# Data supplied
=== Section Start ===

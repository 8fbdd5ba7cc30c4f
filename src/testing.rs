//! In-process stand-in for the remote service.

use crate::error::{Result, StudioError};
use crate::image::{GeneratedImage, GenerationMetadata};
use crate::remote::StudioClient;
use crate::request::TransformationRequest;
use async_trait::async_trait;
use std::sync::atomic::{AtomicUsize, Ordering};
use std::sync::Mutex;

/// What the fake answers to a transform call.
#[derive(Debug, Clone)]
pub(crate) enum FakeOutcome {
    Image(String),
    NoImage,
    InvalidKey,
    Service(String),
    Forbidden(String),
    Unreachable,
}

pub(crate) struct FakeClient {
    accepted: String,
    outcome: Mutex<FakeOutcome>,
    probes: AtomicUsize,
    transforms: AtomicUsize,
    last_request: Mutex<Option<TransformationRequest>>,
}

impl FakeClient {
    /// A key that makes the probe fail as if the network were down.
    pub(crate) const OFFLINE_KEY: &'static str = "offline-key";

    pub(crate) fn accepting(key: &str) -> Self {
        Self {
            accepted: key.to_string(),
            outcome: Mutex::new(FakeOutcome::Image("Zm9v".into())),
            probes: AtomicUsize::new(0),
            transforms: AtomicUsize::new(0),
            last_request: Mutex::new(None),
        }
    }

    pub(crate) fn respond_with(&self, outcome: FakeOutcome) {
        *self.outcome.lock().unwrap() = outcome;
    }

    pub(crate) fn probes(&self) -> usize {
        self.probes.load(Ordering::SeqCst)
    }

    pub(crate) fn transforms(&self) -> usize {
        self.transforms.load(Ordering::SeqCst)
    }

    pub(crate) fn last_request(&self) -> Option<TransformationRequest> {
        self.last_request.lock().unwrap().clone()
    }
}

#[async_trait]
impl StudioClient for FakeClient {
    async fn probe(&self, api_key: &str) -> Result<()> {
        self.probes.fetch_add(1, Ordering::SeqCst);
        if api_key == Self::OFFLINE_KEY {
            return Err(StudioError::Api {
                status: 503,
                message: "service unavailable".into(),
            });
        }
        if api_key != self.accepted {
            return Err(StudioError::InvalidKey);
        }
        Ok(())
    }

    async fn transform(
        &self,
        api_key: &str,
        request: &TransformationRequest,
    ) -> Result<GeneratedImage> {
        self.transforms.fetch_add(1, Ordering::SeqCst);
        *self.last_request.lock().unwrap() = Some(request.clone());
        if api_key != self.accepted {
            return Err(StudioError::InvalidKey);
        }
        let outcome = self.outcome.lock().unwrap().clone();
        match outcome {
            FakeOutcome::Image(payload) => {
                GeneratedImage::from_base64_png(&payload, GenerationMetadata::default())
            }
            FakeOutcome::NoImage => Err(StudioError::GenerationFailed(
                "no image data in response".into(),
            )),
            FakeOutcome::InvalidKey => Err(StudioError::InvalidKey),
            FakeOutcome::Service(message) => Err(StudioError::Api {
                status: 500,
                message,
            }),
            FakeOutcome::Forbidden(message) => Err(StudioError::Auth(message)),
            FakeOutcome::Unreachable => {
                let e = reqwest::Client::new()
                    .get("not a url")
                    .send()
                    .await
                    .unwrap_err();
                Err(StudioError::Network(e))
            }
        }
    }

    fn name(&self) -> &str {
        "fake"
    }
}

=== Section End ===

# Work to complete
Reproduce the material precisely, including every line.

# Task response
repository 8fbdd5ba7cc30c4f
filename src/testing.rs
//! In-process stand-in for the remote service.

use crate::error::{Result, StudioError};
use crate::image::{GeneratedImage, GenerationMetadata};
use crate::remote::StudioClient;
use crate::request::TransformationRequest;
use async_trait::async_trait;
use std::sync::atomic::{AtomicUsize, Ordering};
use std::sync::Mutex;

/// What the fake answers to a transform call.
#[derive(Debug, Clone)]
pub(crate) enum FakeOutcome {
    Image(String),
    NoImage,
    InvalidKey,
    Service(String),
    Forbidden(String),
    Unreachable,
}

pub(crate) struct FakeClient {
    accepted: String,
    outcome: Mutex<FakeOutcome>,
    probes: AtomicUsize,
    transforms: AtomicUsize,
    last_request: Mutex<Option<TransformationRequest>>,
}

impl FakeClient {
    /// A key that makes the probe fail as if the network were down.
    pub(crate) const OFFLINE_KEY: &'static str = "offline-key";

    pub(crate) fn accepting(key: &str) -> Self {
        Self {
            accepted: key.to_string(),
            outcome: Mutex::new(FakeOutcome::Image("Zm9v".into())),
            probes: AtomicUsize::new(0),
            transforms: AtomicUsize::new(0),
            last_request: Mutex::new(None),
        }
    }

    pub(crate) fn respond_with(&self, outcome: FakeOutcome) {
        *self.outcome.lock().unwrap() = outcome;
    }

    pub(crate) fn probes(&self) -> usize {
        self.probes.load(Ordering::SeqCst)
    }

    pub(crate) fn transforms(&self) -> usize {
        self.transforms.load(Ordering::SeqCst)
    }

    pub(crate) fn last_request(&self) -> Option<TransformationRequest> {
        self.last_request.lock().unwrap().clone()
    }
}

#[async_trait]
impl StudioClient for FakeClient {
    async fn probe(&self, api_key: &str) -> Result<()> {
        self.probes.fetch_add(1, Ordering::SeqCst);
        if api_key == Self::OFFLINE_KEY {
            return Err(StudioError::Api {
                status: 503,
                message: "service unavailable".into(),
            });
        }
        if api_key != self.accepted {
            return Err(StudioError::InvalidKey);
        }
        Ok(())
    }

    async fn transform(
        &self,
        api_key: &str,
        request: &TransformationRequest,
    ) -> Result<GeneratedImage> {
        self.transforms.fetch_add(1, Ordering::SeqCst);
        *self.last_request.lock().unwrap() = Some(request.clone());
        if api_key != self.accepted {
            return Err(StudioError::InvalidKey);
        }
        let outcome = self.outcome.lock().unwrap().clone();
        match outcome {
            FakeOutcome::Image(payload) => {
                GeneratedImage::from_base64_png(&payload, GenerationMetadata::default())
            }
            FakeOutcome::NoImage => Err(StudioError::GenerationFailed(
                "no image data in response".into(),
            )),
            FakeOutcome::InvalidKey => Err(StudioError::InvalidKey),
            FakeOutcome::Service(message) => Err(StudioError::Api {
                status: 500,
                message,
            }),
            FakeOutcome::Forbidden(message) => Err(StudioError::Auth(message)),
            FakeOutcome::Unreachable => {
                let e = reqwest::Client::new()
                    .get("not a url")
                    .send()
                    .await
                    .unwrap_err();
                Err(StudioError::Network(e))
            }
        }
    }

    fn name(&self) -> &str {
        "fake"
    }
}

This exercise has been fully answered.